The Determinate Nix Installer is an opinionated alternative to the current install scripts and supports several platforms, including macOS (Intel, ARM), Linux (Intel, ARM), and Windows via WSL2. It also works automatically inside Docker and Podman containers and even supports SteamOS on Valve’s Steam Deck.
The opinionated part is that the Determinate Nix Installer installs Nix with Nix flakes and the unified CLI enabled in nix.conf
. Although flakes and the unified CLI remain experimental features of Nix, we’re confident that new users should adopt them now and that more seasoned Nix users should start making the transition.
The Determinate Nix Installer also stores an installation receipt (for uninstalling) at/nix/receipt.json
and a copy of the install binary at /nix/nix-installer
.
You can give it a try by running the following in a terminal:
curl --proto '=https' --tlsv1.2 -sSf -L https://install.determinate.systems/nix | sh -s -- install
Motivations
The current Nix install scripts do an excellent job but are challenging to maintain. Subtle differences in the shell implementations and specific characteristics of bash scripts make it difficult to make meaningful changes to the installer.
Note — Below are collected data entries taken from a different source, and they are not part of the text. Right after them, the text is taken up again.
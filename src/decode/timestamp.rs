//! Reinterpretation of string and numeric payloads as absolute timestamps.
//!
//! When a datetime directive exists for an attribute, this module takes
//! precedence over natural scalar decoding: every value in that column becomes
//! a timestamp, or the build fails. There is no silent fallback to the value's
//! natural kind.

use crate::config::DatetimeFormat;
use crate::error::FrameError;
use crate::types::{AttrValue, FieldType};
use chrono::{DateTime, NaiveDateTime, TimeZone, Utc};

/// Reinterprets one tagged value as a timestamp under the given directive.
///
/// Returns `Ok(None)` for an explicit null, mirroring the scalar decoder's
/// null-skip. Every directive/kind mismatch is an error:
/// - string value + unix-epoch directive, or numeric value + explicit layout
///   -> [`FrameError::InvalidDatetimeFormat`]
/// - any non-string, non-numeric kind -> [`FrameError::TypeConflict`]
pub fn reinterpret_datetime(
    attribute: &str,
    value: &AttrValue,
    format: &DatetimeFormat,
) -> Result<Option<DateTime<Utc>>, FrameError> {
    match (value, format) {
        (AttrValue::Null, _) => Ok(None),

        (AttrValue::S(text), DatetimeFormat::Layout(layout)) => {
            parse_layout(attribute, text, layout).map(Some)
        }
        (AttrValue::S(_), _) => Err(FrameError::InvalidDatetimeFormat {
            attribute: attribute.to_string(),
            format: format.to_string(),
        }),

        (AttrValue::N(text), DatetimeFormat::UnixSeconds) => {
            from_epoch(attribute, text, |epoch| {
                Utc.timestamp_opt(epoch, 0).single()
            })
            .map(Some)
        }
        (AttrValue::N(text), DatetimeFormat::UnixMillis) => {
            from_epoch(attribute, text, |epoch| {
                Utc.timestamp_millis_opt(epoch).single()
            })
            .map(Some)
        }
        (AttrValue::N(_), DatetimeFormat::Layout(_)) => Err(FrameError::InvalidDatetimeFormat {
            attribute: attribute.to_string(),
            format: format.to_string(),
        }),

        (other, _) => Err(FrameError::TypeConflict {
            attribute: attribute.to_string(),
            expected: FieldType::Timestamp,
            actual: other.type_tag().to_string(),
        }),
    }
}

/// Parses a string against an explicit layout. Offset-aware layouts win; a
/// layout without an offset is parsed naive and taken as UTC.
fn parse_layout(attribute: &str, text: &str, layout: &str) -> Result<DateTime<Utc>, FrameError> {
    if let Ok(parsed) = DateTime::parse_from_str(text, layout) {
        return Ok(parsed.with_timezone(&Utc));
    }

    NaiveDateTime::parse_from_str(text, layout)
        .map(|naive| Utc.from_utc_datetime(&naive))
        .map_err(|source| FrameError::DatetimeParse {
            attribute: attribute.to_string(),
            value: text.to_string(),
            layout: layout.to_string(),
            source,
        })
}

fn from_epoch(
    attribute: &str,
    text: &str,
    build: impl Fn(i64) -> Option<DateTime<Utc>>,
) -> Result<DateTime<Utc>, FrameError> {
    let epoch: i64 = text
        .parse()
        .map_err(|_| FrameError::InvalidNumericLiteral(text.to_string()))?;

    build(epoch).ok_or(FrameError::TimestampOutOfRange {
        attribute: attribute.to_string(),
        epoch,
    })
}
//! Opt-in logging setup for hosts and tests.
//!
//! The core never requires logging for correctness; column lifecycle events
//! (creation, widening) go through `log::debug!` and stay silent unless a
//! logger is installed.

use log::LevelFilter;
use std::sync::Once;

static INIT_LOGGER: Once = Once::new();

/// Installs an `env_logger`-backed logger at debug level, printing just the
/// level and message. Safe to call more than once; later calls are no-ops,
/// as is calling it when the host already installed a logger.
pub fn enable_verbose_logging() {
    INIT_LOGGER.call_once(|| {
        let mut builder = env_logger::Builder::new();
        builder.filter_level(LevelFilter::Debug);
        builder.format(|buf, record| {
            use std::io::Write;
            writeln!(buf, "[{}] {}", record.level(), record.args())
        });
        let _ = builder.try_init();
    });
}
//! This module defines the single, unified error type for the entire rowframe
//! library. It uses the `thiserror` crate to provide ergonomic, context-aware
//! error handling.
//!
//! Every variant is fatal to the `build_frame` call that produced it: the
//! builder never returns a partial frame, and no error is swallowed or
//! logged-and-continued inside the core.

use crate::types::FieldType;
use thiserror::Error;

#[derive(Error, Debug)]
pub enum FrameError {
    // =========================================================================
    // === High-Level, Semantic Errors (Specific to our library's logic)
    // =========================================================================
    /// A numeric-tagged value's text is neither a valid base-10 integer nor a
    /// valid floating-point literal.
    #[error("invalid numeric literal {0:?}")]
    InvalidNumericLiteral(String),

    /// A datetime directive is nonsensical for the value kind encountered,
    /// e.g. a unix-epoch directive applied to a string value or an explicit
    /// layout applied to a number.
    #[error("invalid datetime format {format:?} for attribute {attribute:?}")]
    InvalidDatetimeFormat { attribute: String, format: String },

    /// An explicit layout string failed to parse a given string value.
    #[error("failed to parse datetime {value:?} of attribute {attribute:?} with layout {layout:?}: {source}")]
    DatetimeParse {
        attribute: String,
        value: String,
        layout: String,
        #[source]
        source: chrono::ParseError,
    },

    /// A unix-epoch value is outside the range `chrono` can represent.
    #[error("epoch value {epoch} of attribute {attribute:?} is out of the representable timestamp range")]
    TimestampOutOfRange { attribute: String, epoch: i64 },

    /// A column's already-declared type is incompatible with a newly observed
    /// value's kind, outside the single sanctioned Int64 -> Float64 widening
    /// path.
    #[error("attribute {attribute} should have type {expected}, but got {actual}")]
    TypeConflict {
        attribute: String,
        expected: FieldType,
        actual: String,
    },

    // =========================================================================
    // === External Error Wrappers (Using #[from] for automatic conversion)
    // =========================================================================
    /// An error originating from the Arrow library while assembling a
    /// `RecordBatch` from a built frame.
    #[error("Arrow operation failed: {0}")]
    Arrow(#[from] arrow::error::ArrowError),

    /// An error from the Serde JSON library, typically while canonicalizing a
    /// nested value or deserializing a query model.
    #[error("Serde JSON error: {0}")]
    SerdeJson(#[from] serde_json::Error),
}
We began discussing a vision for a new installer internally. Later, we saw the installer discussion here on the NixOS Discourse and enthusiastically joined the Nix installer working group.
We take the core tenets of Nix very seriously. True to our name, we want to make software systems as determinate as possible. Making Nix installation robust, seamless, and trivially reversible is a crucial part of that. We wanted to experiment with the idea of an installer in a more structured language and see if this could be a worthwhile alternative. This release is a significant step in that direction.
Above all, we want our installer to work in any environment where Nix can work its magic, including in continuous integration and deployment environments. We provide a GitHub Action for the Determinate Nix Installer but it should be adaptable to any CI system.
So far, our explorations have been fruitful, so we wanted to share what we have and seek broader feedback. We appreciate that it must prove itself in various scenarios and we’re eager to collaborate with the Nix community to build that confidence.
You can read more on the rationale for the Determinate Nix Installer on our blog. We welcome feedback and contributions from the Nix community via the project’s GitHub repository.
We’ve licensed it under the GNU Lesser General Public License v2.1—the same license for Nix itself—which should provide little obstruction to eventually making it the official installer if that’s what the community desires. We’ve also released it as a Rust library that anyone can use.
All that remains is to thank everyone who collaborated on this project and provided feedback to help us get to where we are today.